Circulating tumour DNA dynamics during alternating chemotherapy and hormonal therapy in metastatic breast cancer: the ALERT study.

Breast Cancer Res Treat

Leicester Cancer Research Centre, Department of Genetics and Genome Biology, University of Leicester, Leicester Royal Infirmary, Robert Kilpatrick Clinical Sciences Building, Leicester, LE2 7LX, UK.

Published: July 2024

Purpose: Although changes in circulating tumour DNA (ctDNA) in breast cancer are well described, the kinetics of their fluctuations has not been described over short timescales. We investigated ctDNA dynamics during alternating cycles of chemotherapy and hormonal treatment in pre-treated patients with oestrogen receptor-positive metastatic breast cancer.

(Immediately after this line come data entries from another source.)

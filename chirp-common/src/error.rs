//! Common error types for CHIRP

use thiserror::Error;

/// Common result type for CHIRP operations
pub type Result<T> = std::result::Result<T, Error>;

/// Common error types across CHIRP crates
#[derive(Error, Debug)]
pub enum Error {
    /// I/O operation error (wraps std::io::Error)
    #[error("IO error: {0}")]
    Io(#[from] std::io::Error),

    /// Configuration loading or validation error
    #[error("Configuration error: {0}")]
    Config(String),

    /// TOML syntax or schema error
    #[error("Configuration parse error: {0}")]
    Parse(#[from] toml::de::Error),
}
//! Playback types shared across modules

use crate::codec::CodecKind;
use serde::Serialize;

/// Stream lifecycle state
///
/// ```text
/// Inactive -> Starting -> Playing -> Draining -> Inactive
///                |           |           |
///                +-----------+-----------+--> Inactive (stop / start failure)
/// ```
#[derive(Debug, Clone, Copy, PartialEq, Eq, Serialize)]
#[serde(rename_all = "lowercase")]
#[repr(u8)]
pub enum StreamState {
    /// Slot free; holds no resources
    Inactive = 0,

    /// Opening and validating the source
    Starting = 1,

    /// Source producing samples
    Playing = 2,

    /// Source exhausted; mixer consuming what is left in the ring
    Draining = 3,
}

impl StreamState {
    pub(crate) fn from_u8(value: u8) -> Self {
        match value {
            1 => StreamState::Starting,
            2 => StreamState::Playing,
            3 => StreamState::Draining,
            _ => StreamState::Inactive,
        }
    }

    /// Whether the mixer reads this stream's ring
    pub fn is_audible(self) -> bool {
        matches!(self, StreamState::Playing | StreamState::Draining)
    }
}

/// Source file format
#[derive(Debug, Clone, Copy, PartialEq, Eq, Serialize)]
#[serde(rename_all = "lowercase")]
pub enum SourceFormat {
    /// Canonical 16-bit PCM WAV
    Wav,
    /// Elementary MP3
    Mp3,
    /// Elementary ADTS AAC
    Aac,
    /// Box-tree container with an AAC track
    M4a,
}

impl SourceFormat {
    /// Decoder pool the format draws from; `None` for raw PCM
    pub fn codec(self) -> Option<CodecKind> {
        match self {
            SourceFormat::Wav => None,
            SourceFormat::Mp3 => Some(CodecKind::Mp3),
            SourceFormat::Aac | SourceFormat::M4a => Some(CodecKind::Aac),
        }
    }

    /// Format implied by the file extension (case-insensitive)
    pub fn from_path(path: &str) -> Option<Self> {
        let (_, ext) = path.rsplit_once('.')?;
        match ext.to_ascii_lowercase().as_str() {
            "wav" => Some(SourceFormat::Wav),
            "mp3" => Some(SourceFormat::Mp3),
            "aac" => Some(SourceFormat::Aac),
            "m4a" | "mp4" => Some(SourceFormat::M4a),
            _ => None,
        }
    }

    /// Format recognized from the first bytes of a file
    pub fn sniff(head: &[u8]) -> Option<Self> {
        if head.len() >= 12 && &head[..4] == b"RIFF" && &head[8..12] == b"WAVE" {
            return Some(SourceFormat::Wav);
        }
        if head.len() >= 8 && &head[4..8] == b"ftyp" {
            return Some(SourceFormat::M4a);
        }
        if head.len() >= 3 && &head[..3] == b"ID3" {
            return Some(SourceFormat::Mp3);
        }
        if head.len() >= 2 && head[0] == 0xFF && head[1] & 0xF0 == 0xF0 {
            // Layer bits 00 are ADTS; anything else is MPEG audio
            return Some(if head[1] & 0x06 == 0 {
                SourceFormat::Aac
            } else {
                SourceFormat::Mp3
            });
        }
        if head.len() >= 2 && head[0] == 0xFF && head[1] & 0xE0 == 0xE0 {
            return Some(SourceFormat::Mp3);
        }
        None
    }
}

impl std::fmt::Display for SourceFormat {
    fn fmt(&self, f: &mut std::fmt::Formatter<'_>) -> std::fmt::Result {
        let name = match self {
            SourceFormat::Wav => "wav",
            SourceFormat::Mp3 => "mp3",
            SourceFormat::Aac => "aac",
            SourceFormat::M4a => "m4a",
        };
        f.write_str(name)
    }
}
use super::{filter::Ema, fsr::Fsr, AdcConfig};
use crate::{map_range, MIDI_14_BIT_VALUE_MAX, MIDI_7_BIT_VALUE_MAX};

/// Direction of travel of a potentiometer.
#[derive(Debug, Default, Copy, Clone, PartialEq, Eq)]
pub(crate) enum Direction {
    /// Nothing emitted since the last reset.
    #[default]
    Initial,
    Decreasing,
    Increasing,
}

/// Output range of a continuous controller, as read from the configuration.
#[derive(Debug, Copy, Clone, PartialEq, Eq)]
pub(crate) struct Range {
    pub lower: u16,
    pub upper: u16,
    pub invert: bool,
    pub fourteen_bit: bool,
}

impl Range {
    fn resolution_max(&self) -> u16 {
        if self.fourteen_bit {
            MIDI_14_BIT_VALUE_MAX
        } else {
            MIDI_7_BIT_VALUE_MAX
        }
    }

    /// Scales `value`, given in the controller's resolution, into the configured limits.
    ///
    /// `lower > upper` flips the range, as does `invert`; setting both cancels out.
    fn scale(&self, value: u16) -> u16 {
        let max = self.resolution_max();
        let lower = self.lower.min(max);
        let upper = self.upper.min(max);

        let (from, to) = if self.invert { (upper, lower) } else { (lower, upper) };
        map_range(
            u32::from(value),
            0,
            u32::from(max),
            u32::from(from),
            u32::from(to),
        ) as u16
    }
}

/// Runtime state of one analog input.
#[derive(Debug, Default, Copy, Clone, PartialEq, Eq)]
pub(crate) struct Channel {
    pub filter: Ema,
    pub fsr: Fsr,
    pub button: bool,
    direction: Direction,
    last_value: u16,
    last_emitted: u16,
}

impl Channel {
    /// Returns the channel to its power-on state.
    pub fn reset(&mut self) {
        *self = Self::default();
    }

    /// Feeds one raw sample of a continuous controller and returns the scaled value to emit, if any.
    pub fn potentiometer(&mut self, raw: u16, range: Range, config: &AdcConfig) -> Option<u16> {
        let max = range.resolution_max();
        let value = map_range(
            u32::from(raw),
            0,
            u32::from(config.adc_max_value),
            0,
            u32::from(max),
        ) as u16;

        let (step, multiplier) = if range.fourteen_bit {
            (
                config.midi_step_min_diff_14bit,
                config.midi_step_mul_dir_change_14bit,
            )
        } else {
            (
                config.midi_step_min_diff_7bit,
                config.midi_step_mul_dir_change_7bit,
            )
        };

        let initial = self.direction == Direction::Initial;
        let direction = if value > self.last_value {
            Direction::Increasing
        } else if value < self.last_value {
            Direction::Decreasing
        } else if initial {
            // the very first sample may well equal the reset value
            Direction::Initial
        } else {
            return None;
        };

        let rail = value == 0 || value == max;
        if !initial && !rail {
            let min_diff = if direction == self.direction {
                step
            } else {
                step.saturating_mul(multiplier)
            };
            if self.last_value.abs_diff(value) < min_diff {
                return None;
            }
        }

        let scaled = range.scale(value);
        if !initial && scaled == self.last_emitted {
            return None;
        }

        self.last_value = value;
        self.last_emitted = scaled;
        self.direction = match direction {
            // an unchanged first sample leaves no direction to remember
            Direction::Initial => Direction::Increasing,
            direction => direction,
        };

        Some(scaled)
    }

    /// Applies hysteresis between the release and press thresholds and returns the new state if it changed.
    pub fn digital(&mut self, raw: u16, config: &AdcConfig) -> Option<bool> {
        let pressed = if raw > config.digital_value_threshold_on {
            true
        } else if raw < config.digital_value_threshold_off {
            false
        } else {
            self.button
        };

        if pressed == self.button {
            return None;
        }

        self.button = pressed;
        Some(pressed)
    }
}
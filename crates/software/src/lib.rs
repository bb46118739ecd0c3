//! This crate contains architecture-agnostic logic for the MIDI Deck, a configurable MIDI controller which reads
//! physical inputs (potentiometers, force-sensitive resistors, analog buttons), maps them to
//! [MIDI](https://midi.org/midi-1-0) messages according to a persisted configuration, and drives LEDs to reflect
//! the state of the controller and of the connected equipment.
//!
//! The crate is split along the data flow of the device:
//! - [`analog`] turns raw ADC samples into MIDI messages;
//! - [`dispatch`] routes incoming and locally generated MIDI to the rest of the system;
//! - [`leds`] keeps the per-LED state machine and the shared blink clock.
//!
//! Hardware is reached only through the traits in [`hwa`], and configuration only through the
//! [`Database`](configuration::Database) trait, so everything here runs (and is tested) on the host.

#![deny(missing_docs)]
#![no_std]

#[cfg(test)]
extern crate std;

#[macro_use]
mod macros;

pub mod analog;
pub mod configuration;
pub mod dispatch;
pub mod hwa;
pub mod leds;

#[cfg(test)]
mod test_support;

/// Largest value carried by a 7-bit MIDI data byte.
pub const MIDI_7_BIT_VALUE_MAX: u16 = 127;

/// Largest value carried by a pair of 7-bit MIDI data bytes.
pub const MIDI_14_BIT_VALUE_MAX: u16 = 16383;

/// Maps `value` from `[in_min, in_max]` onto `[out_min, out_max]` with truncating integer math.
///
/// Values outside the input range are clamped first, and a zero-width input range maps everything to `out_min`.
pub(crate) fn map_range(value: u32, in_min: u32, in_max: u32, out_min: u32, out_max: u32) -> u32 {
    if in_max <= in_min {
        return out_min;
    }

    let value = value.clamp(in_min, in_max);

    if out_max >= out_min {
        (value - in_min) * (out_max - out_min) / (in_max - in_min) + out_min
    } else {
        out_min - (value - in_min) * (out_min - out_max) / (in_max - in_min)
    }
}
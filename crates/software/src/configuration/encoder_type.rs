use num_derive::{FromPrimitive, ToPrimitive};

/// Encoding mode of a rotary encoder. Encoders themselves are scanned elsewhere; the mode matters here only
/// because remote synchronization applies to [`EncoderType::ControlChange`] encoders.
#[derive(Debug, Default, Copy, Clone, PartialEq, Eq, ToPrimitive, FromPrimitive)]
#[cfg_attr(feature = "defmt", derive(defmt::Format))]
pub enum EncoderType {
    /// Relative: 0x7F for one direction, 0x01 for the other.
    #[default]
    Relative7Fh01h,
    /// Relative: 0x3F for one direction, 0x41 for the other.
    Relative3Fh41h,
    /// Program Change up/down.
    ProgramChange,
    /// Absolute Control Change value.
    ControlChange,
    /// Preset up/down.
    PresetChange,
    /// Absolute Pitch Bend value.
    PitchBend,
    /// Absolute 7-bit NRPN value.
    Nrpn7Bit,
    /// Absolute 14-bit NRPN value.
    Nrpn14Bit,
    /// Absolute 14-bit Control Change value.
    ControlChange14Bit,
}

Methods: Patients received alternating, 9-week cycles of eribulin and aromatase inhibitors (AIs). The clinical primary endpoint, progression-free survival (PFS), was monitored at 3, 6 and 9 months; secondary endpoints, clinical benefit rate (CBR), safety and tolerability profiles, were also assessed. Importantly, ctDNA fluctuations were monitored using the Oncomine™ Breast cfDNA assay to test whether biomarkers may change rapidly between chemotherapy and aromatase inhibitor (AI) treatment in the setting of advanced breast cancer, potentially reflecting disease dynamics.

Results: The median PFS was 202 days (95% CI: 135-undefined) and 235 days (95% CI: 235-undefined) at 6 and 9 months, respectively, with a 50% CBR at both 6 and 9 months. Dynamic changes in ctDNA were observed in short timescales between chemotherapy and AI treatment and support the clinical benefit (CB) seen in individual patients and, critically, appear informative of acquired resistance in real time.

Conclusion: Changes in ctDNA can occur rapidly and reflect changes in patients' clinical tumour responses (NCT02681523).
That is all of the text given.